WHAT YOU HAVE TO DO: Given the records that follow, return each one verbatim.

MATERIAL FOR THIS TASK:
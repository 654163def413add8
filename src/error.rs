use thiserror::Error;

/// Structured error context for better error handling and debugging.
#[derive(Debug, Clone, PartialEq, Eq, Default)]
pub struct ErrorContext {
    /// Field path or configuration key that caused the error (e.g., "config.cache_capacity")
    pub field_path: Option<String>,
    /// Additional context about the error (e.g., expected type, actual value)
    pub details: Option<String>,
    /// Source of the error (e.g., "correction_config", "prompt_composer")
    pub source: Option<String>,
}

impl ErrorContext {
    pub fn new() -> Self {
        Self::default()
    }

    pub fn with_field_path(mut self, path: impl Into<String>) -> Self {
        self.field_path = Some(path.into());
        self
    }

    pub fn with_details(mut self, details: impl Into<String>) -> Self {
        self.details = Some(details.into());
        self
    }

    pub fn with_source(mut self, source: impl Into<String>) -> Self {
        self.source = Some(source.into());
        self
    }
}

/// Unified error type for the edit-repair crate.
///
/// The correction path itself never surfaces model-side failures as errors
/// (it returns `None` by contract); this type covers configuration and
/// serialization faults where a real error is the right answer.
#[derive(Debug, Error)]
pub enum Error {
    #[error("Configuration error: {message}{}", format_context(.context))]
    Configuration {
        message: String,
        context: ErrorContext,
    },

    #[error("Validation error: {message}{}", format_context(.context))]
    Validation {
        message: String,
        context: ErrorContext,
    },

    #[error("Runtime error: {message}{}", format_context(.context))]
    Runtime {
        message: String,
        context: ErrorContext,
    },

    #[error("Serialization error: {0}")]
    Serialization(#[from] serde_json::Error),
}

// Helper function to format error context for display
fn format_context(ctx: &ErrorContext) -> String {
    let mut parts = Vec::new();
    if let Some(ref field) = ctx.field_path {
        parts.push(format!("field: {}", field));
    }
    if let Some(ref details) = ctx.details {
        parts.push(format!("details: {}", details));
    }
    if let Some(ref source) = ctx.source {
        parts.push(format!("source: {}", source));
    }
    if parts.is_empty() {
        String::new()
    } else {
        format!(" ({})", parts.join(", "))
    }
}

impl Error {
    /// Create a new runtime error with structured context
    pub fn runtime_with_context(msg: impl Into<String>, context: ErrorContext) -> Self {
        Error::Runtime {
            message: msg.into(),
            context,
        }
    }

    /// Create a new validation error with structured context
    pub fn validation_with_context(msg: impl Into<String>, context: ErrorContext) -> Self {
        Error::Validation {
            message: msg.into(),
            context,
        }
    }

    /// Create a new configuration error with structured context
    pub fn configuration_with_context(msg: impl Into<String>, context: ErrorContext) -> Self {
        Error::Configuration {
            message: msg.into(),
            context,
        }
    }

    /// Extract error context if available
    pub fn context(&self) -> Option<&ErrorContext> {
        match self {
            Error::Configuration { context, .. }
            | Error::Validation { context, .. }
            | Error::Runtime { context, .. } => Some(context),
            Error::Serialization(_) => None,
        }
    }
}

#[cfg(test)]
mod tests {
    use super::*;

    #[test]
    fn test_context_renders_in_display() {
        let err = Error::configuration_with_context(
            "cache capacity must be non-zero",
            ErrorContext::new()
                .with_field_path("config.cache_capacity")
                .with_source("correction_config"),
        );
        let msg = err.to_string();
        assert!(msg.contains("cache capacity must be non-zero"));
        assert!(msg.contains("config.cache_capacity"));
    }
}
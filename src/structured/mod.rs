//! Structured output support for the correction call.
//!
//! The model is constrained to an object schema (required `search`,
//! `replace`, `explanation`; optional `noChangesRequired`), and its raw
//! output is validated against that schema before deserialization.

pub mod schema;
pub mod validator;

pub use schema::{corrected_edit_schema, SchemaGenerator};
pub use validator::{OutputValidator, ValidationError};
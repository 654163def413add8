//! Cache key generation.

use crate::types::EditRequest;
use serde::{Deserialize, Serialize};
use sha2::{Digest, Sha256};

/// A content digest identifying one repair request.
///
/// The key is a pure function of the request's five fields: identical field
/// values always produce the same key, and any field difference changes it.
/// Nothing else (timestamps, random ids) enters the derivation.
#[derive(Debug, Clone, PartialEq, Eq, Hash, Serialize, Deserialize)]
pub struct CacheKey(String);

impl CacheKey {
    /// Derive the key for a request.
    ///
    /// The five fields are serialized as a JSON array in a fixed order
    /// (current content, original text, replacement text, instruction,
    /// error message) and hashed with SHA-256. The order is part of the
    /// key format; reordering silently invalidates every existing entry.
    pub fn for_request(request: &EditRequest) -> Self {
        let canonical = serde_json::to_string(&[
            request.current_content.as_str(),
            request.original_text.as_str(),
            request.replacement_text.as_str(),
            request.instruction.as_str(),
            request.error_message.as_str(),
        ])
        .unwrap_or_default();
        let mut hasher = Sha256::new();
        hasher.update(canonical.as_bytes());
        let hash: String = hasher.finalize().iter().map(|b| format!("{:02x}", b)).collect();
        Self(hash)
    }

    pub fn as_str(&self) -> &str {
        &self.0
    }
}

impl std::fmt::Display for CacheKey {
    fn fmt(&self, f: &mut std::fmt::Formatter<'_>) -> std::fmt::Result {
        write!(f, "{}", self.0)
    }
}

COMPLETED EXERCISE:
repository 654163def413add8
filename src/error.rs
use thiserror::Error;

/// Structured error context for better error handling and debugging.
#[derive(Debug, Clone, PartialEq, Eq, Default)]
pub struct ErrorContext {
    /// Field path or configuration key that caused the error (e.g., "config.cache_capacity")
    pub field_path: Option<String>,
    /// Additional context about the error (e.g., expected type, actual value)
    pub details: Option<String>,
    /// Source of the error (e.g., "correction_config", "prompt_composer")
    pub source: Option<String>,
}

impl ErrorContext {
    pub fn new() -> Self {
        Self::default()
    }

    pub fn with_field_path(mut self, path: impl Into<String>) -> Self {
        self.field_path = Some(path.into());
        self
    }

    pub fn with_details(mut self, details: impl Into<String>) -> Self {
        self.details = Some(details.into());
        self
    }

    pub fn with_source(mut self, source: impl Into<String>) -> Self {
        self.source = Some(source.into());
        self
    }
}

/// Unified error type for the edit-repair crate.
///
/// The correction path itself never surfaces model-side failures as errors
/// (it returns `None` by contract); this type covers configuration and
/// serialization faults where a real error is the right answer.
#[derive(Debug, Error)]
pub enum Error {
    #[error("Configuration error: {message}{}", format_context(.context))]
    Configuration {
        message: String,
        context: ErrorContext,
    },

    #[error("Validation error: {message}{}", format_context(.context))]
    Validation {
        message: String,
        context: ErrorContext,
    },

    #[error("Runtime error: {message}{}", format_context(.context))]
    Runtime {
        message: String,
        context: ErrorContext,
    },

    #[error("Serialization error: {0}")]
    Serialization(#[from] serde_json::Error),
}

// Helper function to format error context for display
fn format_context(ctx: &ErrorContext) -> String {
    let mut parts = Vec::new();
    if let Some(ref field) = ctx.field_path {
        parts.push(format!("field: {}", field));
    }
    if let Some(ref details) = ctx.details {
        parts.push(format!("details: {}", details));
    }
    if let Some(ref source) = ctx.source {
        parts.push(format!("source: {}", source));
    }
    if parts.is_empty() {
        String::new()
    } else {
        format!(" ({})", parts.join(", "))
    }
}

impl Error {
    /// Create a new runtime error with structured context
    pub fn runtime_with_context(msg: impl Into<String>, context: ErrorContext) -> Self {
        Error::Runtime {
            message: msg.into(),
            context,
        }
    }

    /// Create a new validation error with structured context
    pub fn validation_with_context(msg: impl Into<String>, context: ErrorContext) -> Self {
        Error::Validation {
            message: msg.into(),
            context,
        }
    }

    /// Create a new configuration error with structured context
    pub fn configuration_with_context(msg: impl Into<String>, context: ErrorContext) -> Self {
        Error::Configuration {
            message: msg.into(),
            context,
        }
    }

    /// Extract error context if available
    pub fn context(&self) -> Option<&ErrorContext> {
        match self {
            Error::Configuration { context, .. }
            | Error::Validation { context, .. }
            | Error::Runtime { context, .. } => Some(context),
            Error::Serialization(_) => None,
        }
    }
}

#[cfg(test)]
mod tests {
    use super::*;

    #[test]
    fn test_context_renders_in_display() {
        let err = Error::configuration_with_context(
            "cache capacity must be non-zero",
            ErrorContext::new()
                .with_field_path("config.cache_capacity")
                .with_source("correction_config"),
        );
        let msg = err.to_string();
        assert!(msg.contains("cache capacity must be non-zero"));
        assert!(msg.contains("config.cache_capacity"));
    }
}
filename src/structured/mod.rs
//! Structured output support for the correction call.
//!
//! The model is constrained to an object schema (required `search`,
//! `replace`, `explanation`; optional `noChangesRequired`), and its raw
//! output is validated against that schema before deserialization.

pub mod schema;
pub mod validator;

pub use schema::{corrected_edit_schema, SchemaGenerator};
pub use validator::{OutputValidator, ValidationError};
repository 654163def413add8
//! Cache key generation.

use crate::types::EditRequest;
use serde::{Deserialize, Serialize};
use sha2::{Digest, Sha256};

/// A content digest identifying one repair request.
///
/// The key is a pure function of the request's five fields: identical field
/// values always produce the same key, and any field difference changes it.
/// Nothing else (timestamps, random ids) enters the derivation.
#[derive(Debug, Clone, PartialEq, Eq, Hash, Serialize, Deserialize)]
pub struct CacheKey(String);

impl CacheKey {
    /// Derive the key for a request.
    ///
    /// The five fields are serialized as a JSON array in a fixed order
    /// (current content, original text, replacement text, instruction,
    /// error message) and hashed with SHA-256. The order is part of the
    /// key format; reordering silently invalidates every existing entry.
    pub fn for_request(request: &EditRequest) -> Self {
        let canonical = serde_json::to_string(&[
            request.current_content.as_str(),
            request.original_text.as_str(),
            request.replacement_text.as_str(),
            request.instruction.as_str(),
            request.error_message.as_str(),
        ])
        .unwrap_or_default();
        let mut hasher = Sha256::new();
        hasher.update(canonical.as_bytes());
        let hash: String = hasher.finalize().iter().map(|b| format!("{:02x}", b)).collect();
        Self(hash)
    }

    pub fn as_str(&self) -> &str {
        &self.0
    }
}

impl std::fmt::Display for CacheKey {
    fn fmt(&self, f: &mut std::fmt::Formatter<'_>) -> std::fmt::Result {
        write!(f, "{}", self.0)
    }
}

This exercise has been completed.